Nowhere is that landscape changing more quickly than in Florida. There are currently two bills working their way through the Sunshine State's legislature that, if passed, would dramatically affect the way courts award alimony.
Last week, the Florida House voted overwhelmingly in favor of new legislation that would end "permanent" alimony in favor of a "long-term" spousal support structure. In most states, alimony is regarded as permanent, with one ex-spouse paying the other in perpetuity. The legislation in Florida takes aim at that permanent structure. However, some divorce lawyers wonder if the change outlined in the legislation will truly make an impact.
"The proposed changes are broad and far-reaching in magnitude and could have significant adverse and unintended consequences," explains attorney Martin Sweet of legal information website THELAW.TV. "The phrase 'long-term' remains quite vague leaving it up to the court to determine what 'long-term' means and that term can be different in each divorce case."
There are still many questions that need to be answered," stresses Sweet. "The Florida House's bill also allows for changing alimony payments retroactively so that the ex-spouse receiving the money could end up paying some of it back."

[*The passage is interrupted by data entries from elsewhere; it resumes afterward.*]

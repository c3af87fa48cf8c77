//! Report assembly: dashboard series, reminder rules and monthly reports.
//!
//! Everything here is pure; the callers fetch rows through
//! `repositories::dashboard` and `repositories::reports`.

use std::collections::HashMap;

use serde::{Deserialize, Serialize};
use time::{Duration, PrimitiveDateTime};

use crate::core::time::{format_date, month_key, month_label, month_start, shift_month};
use crate::repositories::reports::AttemptDetail;
use crate::services::scoring::{percentage, round2};

/// Months shown in activity charts, current month included.
pub(crate) const ACTIVITY_MONTHS: i32 = 6;

const DISTRIBUTION_LABELS: [&str; 5] = ["0-20", "20-40", "40-60", "60-80", "80-100"];

#[derive(Debug, Clone, PartialEq, Eq, Serialize, Deserialize)]
pub(crate) struct MonthlyActivity {
    pub(crate) month: String,
    pub(crate) key: String,
    pub(crate) attempts: i64,
}

/// Start of the oldest month in the activity window ending at `now`.
pub(crate) fn activity_window_start(now: PrimitiveDateTime) -> PrimitiveDateTime {
    shift_month(now, -(ACTIVITY_MONTHS - 1))
}

/// Zero-filled monthly series, oldest first.
pub(crate) fn monthly_series(
    now: PrimitiveDateTime,
    counts: &[(PrimitiveDateTime, i64)],
) -> Vec<MonthlyActivity> {
    let by_month: HashMap<String, i64> =
        counts.iter().map(|(month, attempts)| (month_key(*month), *attempts)).collect();

    (0..ACTIVITY_MONTHS)
        .rev()
        .map(|back| {
            let month = shift_month(now, -back);
            let key = month_key(month);
            MonthlyActivity {
                month: month_label(month),
                attempts: by_month.get(&key).copied().unwrap_or(0),
                key,
            }
        })
        .collect()
}

#[derive(Debug, Clone, PartialEq, Eq, Serialize, Deserialize)]
pub(crate) struct DistributionBucket {
    pub(crate) range: String,
    pub(crate) count: i64,
}

pub(crate) fn score_distribution(buckets: &[(i32, i64)]) -> Vec<DistributionBucket> {
    DISTRIBUTION_LABELS
        .iter()
        .enumerate()
        .map(|(index, range)| DistributionBucket {
            range: range.to_string(),
            count: buckets
                .iter()
                .filter(|(bucket, _)| *bucket as usize == index)
                .map(|(_, count)| *count)
                .sum(),
        })
        .collect()
}

#[derive(Debug, Clone, PartialEq, Eq)]
pub(crate) enum ReminderReason {
    NeverAttempted,
    Inactive,
    NewQuizzes(usize),
}

impl ReminderReason {
    pub(crate) fn message(&self) -> String {
        match self {
            Self::NeverAttempted => "You haven't taken any quizzes yet!".to_string(),
            Self::Inactive => "It's been a while since your last quiz attempt!".to_string(),
            Self::NewQuizzes(count) => format!("There are {count} new quizzes available!"),
        }
    }
}

/// Why a student should be reminded, if at all.
///
/// New quizzes since the last attempt take precedence over inactivity.
pub(crate) fn reminder_reason(
    last_attempt: Option<PrimitiveDateTime>,
    new_quizzes: usize,
    now: PrimitiveDateTime,
) -> Option<ReminderReason> {
    let Some(last_attempt) = last_attempt else {
        return Some(ReminderReason::NeverAttempted);
    };
    if new_quizzes > 0 {
        return Some(ReminderReason::NewQuizzes(new_quizzes));
    }
    (now - last_attempt >= Duration::days(1)).then_some(ReminderReason::Inactive)
}

pub(crate) fn reminder_email(full_name: &str, reason: &ReminderReason, app_url: &str) -> String {
    format!(
        "<html><body>\
         <h2>Hello {name}!</h2>\
         <p>{reason}</p>\
         <p>Visit Quiz Master to continue your learning journey:</p>\
         <ul><li>Take new quizzes</li><li>Improve your scores</li><li>Track your progress</li></ul>\
         <p><a href=\"{url}\">Visit Quiz Master</a></p>\
         <p>Happy learning!</p><p>The Quiz Master Team</p>\
         </body></html>",
        name = escape_html(full_name),
        reason = escape_html(&reason.message()),
        url = escape_html(app_url),
    )
}

pub(crate) fn reminder_chat(full_name: &str, reason: &ReminderReason) -> String {
    format!(
        "Reminder for {full_name}: {} Visit Quiz Master to continue learning!",
        reason.message()
    )
}

/// `[first of last month, first of this month)`.
pub(crate) fn previous_month_window(now: PrimitiveDateTime) -> (PrimitiveDateTime, PrimitiveDateTime) {
    (shift_month(now, -1), month_start(now))
}

#[derive(Debug, Clone, PartialEq)]
pub(crate) struct MonthlyReport {
    pub(crate) quizzes_taken: usize,
    pub(crate) average_percentage: f64,
    pub(crate) best: AttemptDetail,
    pub(crate) worst: AttemptDetail,
    pub(crate) attempts: Vec<AttemptDetail>,
    pub(crate) rank: usize,
    pub(crate) ranked_users: usize,
}

fn attempt_percentage(attempt: &AttemptDetail) -> f64 {
    percentage(attempt.total_scored as i64, attempt.total_marks)
}

/// Groups a month's attempts per user and ranks users by average percentage.
///
/// A user's average is total scored over total possible marks in the window.
/// Users whose attempts carry no possible marks are left out of the ranking
/// and reported at the last rank.
pub(crate) fn build_monthly_reports(attempts: &[AttemptDetail]) -> HashMap<String, MonthlyReport> {
    let mut per_user: HashMap<&str, Vec<&AttemptDetail>> = HashMap::new();
    for attempt in attempts {
        per_user.entry(attempt.user_id.as_str()).or_default().push(attempt);
    }

    let mut averages: Vec<(&str, f64)> = per_user
        .iter()
        .filter_map(|(user_id, rows)| {
            let scored: i64 = rows.iter().map(|row| row.total_scored as i64).sum();
            let possible: i64 = rows.iter().map(|row| row.total_marks).sum();
            (possible > 0).then(|| (*user_id, percentage(scored, possible)))
        })
        .collect();
    averages.sort_by(|a, b| b.1.total_cmp(&a.1).then_with(|| a.0.cmp(b.0)));
    let ranked_users = averages.len();

    per_user
        .into_iter()
        .filter_map(|(user_id, rows)| {
            let best = rows
                .iter()
                .copied()
                .max_by(|a, b| attempt_percentage(a).total_cmp(&attempt_percentage(b)))?;
            let worst = rows
                .iter()
                .copied()
                .min_by(|a, b| attempt_percentage(a).total_cmp(&attempt_percentage(b)))?;

            let ranking = averages.iter().position(|(id, _)| *id == user_id);
            let report = MonthlyReport {
                quizzes_taken: rows.len(),
                average_percentage: ranking.map(|index| averages[index].1).unwrap_or(0.0),
                best: best.clone(),
                worst: worst.clone(),
                attempts: rows.iter().map(|row| (*row).clone()).collect(),
                rank: ranking.map(|index| index + 1).unwrap_or(ranked_users),
                ranked_users,
            };
            Some((user_id.to_string(), report))
        })
        .collect()
}

fn attempt_line(attempt: &AttemptDetail) -> String {
    format!(
        "{:.1}% ({}/{})",
        attempt_percentage(attempt),
        attempt.total_scored,
        attempt.total_marks
    )
}

pub(crate) fn render_monthly_report(
    full_name: &str,
    month: &str,
    report: &MonthlyReport,
    app_url: &str,
) -> String {
    let rows: String = report
        .attempts
        .iter()
        .map(|attempt| {
            format!(
                "<tr><td>{}</td><td>{}</td><td>{}</td><td>{}/{}</td><td>{:.1}%</td><td>{}</td></tr>",
                escape_html(&attempt.quiz_title),
                escape_html(&attempt.subject),
                escape_html(&attempt.chapter),
                attempt.total_scored,
                attempt.total_marks,
                attempt_percentage(attempt),
                format_date(attempt.attempted_at.date()),
            )
        })
        .collect();

    format!(
        "<html><body>\
         <h1>Monthly Quiz Report</h1><h2>{month}</h2>\
         <p>Hello {name}! Here's your quiz performance summary for {month}:</p>\
         <ul>\
         <li><strong>Quizzes Taken:</strong> {taken}</li>\
         <li><strong>Average Score:</strong> {average:.1}%</li>\
         <li><strong>Best Performance:</strong> {best}</li>\
         <li><strong>Lowest Score:</strong> {worst}</li>\
         <li><strong>Your Ranking:</strong> #{rank} out of {ranked} active users</li>\
         </ul>\
         <table><thead><tr><th>Quiz Title</th><th>Subject</th><th>Chapter</th><th>Score</th>\
         <th>Percentage</th><th>Date</th></tr></thead><tbody>{rows}</tbody></table>\
         <p><a href=\"{url}\">Continue Learning</a></p>\
         </body></html>",
        month = escape_html(month),
        name = escape_html(full_name),
        taken = report.quizzes_taken,
        average = round2(report.average_percentage),
        best = attempt_line(&report.best),
        worst = attempt_line(&report.worst),
        rank = report.rank,
        ranked = report.ranked_users,
        url = escape_html(app_url),
    )
}

fn escape_html(value: &str) -> String {
    let mut escaped = String::with_capacity(value.len());
    for ch in value.chars() {
        match ch {
            '&' => escaped.push_str("&amp;"),
            '<' => escaped.push_str("&lt;"),
            '>' => escaped.push_str("&gt;"),
            '"' => escaped.push_str("&quot;"),
            '\'' => escaped.push_str("&#39;"),
            other => escaped.push(other),
        }
    }
    escaped
}

#[cfg(test)]
mod tests {
    use super::*;
    use time::macros::datetime;

    fn attempt(user_id: &str, scored: i32, marks: i64, at: PrimitiveDateTime) -> AttemptDetail {
        AttemptDetail {
            user_id: user_id.to_string(),
            quiz_title: "Quiz".to_string(),
            subject: "Math".to_string(),
            chapter: "Algebra".to_string(),
            total_scored: scored,
            total_marks: marks,
            attempted_at: at,
        }
    }

    #[test]
    fn series_is_zero_filled_and_oldest_first() {
        let now = datetime!(2025-02-14 10:00);
        let counts = [(datetime!(2024-12-01 0:00), 3), (datetime!(2025-02-01 0:00), 1)];

        let series = monthly_series(now, &counts);

        let keys: Vec<&str> = series.iter().map(|entry| entry.key.as_str()).collect();
        assert_eq!(keys, ["2024-09", "2024-10", "2024-11", "2024-12", "2025-01", "2025-02"]);
        let attempts: Vec<i64> = series.iter().map(|entry| entry.attempts).collect();
        assert_eq!(attempts, [0, 0, 0, 3, 0, 1]);
        assert_eq!(series[0].month, "September 2024");
        assert_eq!(activity_window_start(now), datetime!(2024-09-01 0:00));
    }

    #[test]
    fn distribution_has_all_five_buckets() {
        let buckets = score_distribution(&[(0, 2), (4, 5)]);
        let counts: Vec<i64> = buckets.iter().map(|bucket| bucket.count).collect();
        assert_eq!(counts, [2, 0, 0, 0, 5]);
        assert_eq!(buckets[4].range, "80-100");
    }

    #[test]
    fn reminder_rules() {
        let now = datetime!(2025-03-10 18:00);

        assert_eq!(reminder_reason(None, 0, now), Some(ReminderReason::NeverAttempted));
        assert_eq!(
            reminder_reason(Some(datetime!(2025-03-08 12:00)), 0, now),
            Some(ReminderReason::Inactive)
        );
        assert_eq!(reminder_reason(Some(datetime!(2025-03-10 09:00)), 0, now), None);
        assert_eq!(
            reminder_reason(Some(datetime!(2025-03-10 09:00)), 2, now),
            Some(ReminderReason::NewQuizzes(2))
        );
        assert_eq!(
            ReminderReason::NewQuizzes(2).message(),
            "There are 2 new quizzes available!"
        );
    }

    #[test]
    fn previous_month_crosses_year_boundary() {
        let (start, end) = previous_month_window(datetime!(2025-01-01 09:00));
        assert_eq!(start, datetime!(2024-12-01 0:00));
        assert_eq!(end, datetime!(2025-01-01 0:00));
    }

    #[test]
    fn monthly_reports_rank_by_average_percentage() {
        let at = datetime!(2025-01-15 12:00);
        let attempts = [
            attempt("amy", 10, 20, at),
            attempt("amy", 20, 20, at),
            attempt("bob", 18, 20, at),
            attempt("cat", 0, 0, at),
        ];

        let reports = build_monthly_reports(&attempts);

        let amy = &reports["amy"];
        assert_eq!(amy.quizzes_taken, 2);
        assert_eq!(amy.average_percentage, 75.0);
        assert_eq!(amy.best.total_scored, 20);
        assert_eq!(amy.worst.total_scored, 10);
        assert_eq!((amy.rank, amy.ranked_users), (2, 2));
        assert_eq!(reports["bob"].rank, 1);
        assert_eq!(reports["cat"].rank, 2);
    }

    #[test]
    fn report_html_escapes_user_content() {
        let at = datetime!(2025-01-15 12:00);
        let reports = build_monthly_reports(&[attempt("amy", 5, 10, at)]);
        let html = render_monthly_report("<Amy>", "January 2025", &reports["amy"], "http://app");

        assert!(html.contains("Hello &lt;Amy&gt;!"));
        assert!(html.contains("#1 out of 1"));
        assert!(html.contains("50.0% (5/10)"));
        assert!(html.contains("2025-01-15"));
    }
}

Meanwhile, the Florida Senate is working on its own version of alimony reform. While that version also contains the "long-term" change, it would allow the court to consider adultery in determining how much alimony should be paid. The House version removes adultery as a determining factor.
Florida is just one of several states taking up alimony reform. Last September, Massachusetts changed its alimony laws in an attempt to bring the state in line with a society in which economic struggles have become the norm and many women are now the breadwinners in their homes. That state's new alimony laws abolish lifetime spousal support in most cases and establish a formula for alimony based on the length of the marriage. For example, after a 15-year marriage alimony would generally last no longer than 10.5 years.
"Alimony should never force anyone into bankruptcy," suggests Sweet. "Some people have to work two or three jobs just to pay spousal support after a marriage that lasted only a few years. The new Massachusetts laws make things fairer."
New Jersey is also considering alimony reform this year. It's a movement that appears to be sweeping across the country and bears watching in the coming months.